(RECORDS SHOWN)
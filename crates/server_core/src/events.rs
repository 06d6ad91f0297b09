//! Outbound gameplay events drained once per tick by the embedding
//! presentation layer (animation, camera, kill feed, scoreboard, audio).
//!
//! Absence of an event is the only signal of a rejected request.

use crate::player::{BodyPart, PlayerId};
use glam::Vec3;
use sim_core::abilities::{AbilityKind, Phase};

#[derive(Debug, Clone, PartialEq)]
pub enum GameEvent {
    VelocityChanged {
        id: PlayerId,
        vel: Vec3,
    },
    CrouchChanged {
        id: PlayerId,
        crouching: bool,
    },
    AbilityChanged {
        id: PlayerId,
        which: AbilityKind,
        phase: Phase,
    },
    DamageApplied {
        target: PlayerId,
        amount: f32,
        point: Vec3,
        dir: Vec3,
    },
    PlayerDied {
        id: PlayerId,
        hit_point: Vec3,
        hit_dir: Vec3,
        body_part: BodyPart,
    },
    PlayerRespawned {
        id: PlayerId,
        pos: Vec3,
        yaw: f32,
    },
    KillCredited {
        killer: Option<PlayerId>,
        victim: PlayerId,
        assists: Vec<PlayerId>,
    },
    TagTransferred {
        from: PlayerId,
        to: PlayerId,
    },
    HopballEquipped {
        holder: PlayerId,
    },
    HopballDropped {
        pos: Vec3,
        yaw: f32,
    },
}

(TASK BRIEF) The answer must be the full data, repeated word for word.

(WRITTEN RESPONSE)
filename crates/server_core/src/events.rs
repository 06d6ad91f0297b09
//! Outbound gameplay events drained once per tick by the embedding
//! presentation layer (animation, camera, kill feed, scoreboard, audio).
//!
//! Absence of an event is the only signal of a rejected request.

use crate::player::{BodyPart, PlayerId};
use glam::Vec3;
use sim_core::abilities::{AbilityKind, Phase};

#[derive(Debug, Clone, PartialEq)]
pub enum GameEvent {
    VelocityChanged {
        id: PlayerId,
        vel: Vec3,
    },
    CrouchChanged {
        id: PlayerId,
        crouching: bool,
    },
    AbilityChanged {
        id: PlayerId,
        which: AbilityKind,
        phase: Phase,
    },
    DamageApplied {
        target: PlayerId,
        amount: f32,
        point: Vec3,
        dir: Vec3,
    },
    PlayerDied {
        id: PlayerId,
        hit_point: Vec3,
        hit_dir: Vec3,
        body_part: BodyPart,
    },
    PlayerRespawned {
        id: PlayerId,
        pos: Vec3,
        yaw: f32,
    },
    KillCredited {
        killer: Option<PlayerId>,
        victim: PlayerId,
        assists: Vec<PlayerId>,
    },
    TagTransferred {
        from: PlayerId,
        to: PlayerId,
    },
    HopballEquipped {
        holder: PlayerId,
    },
    HopballDropped {
        pos: Vec3,
        yaw: f32,
    },
}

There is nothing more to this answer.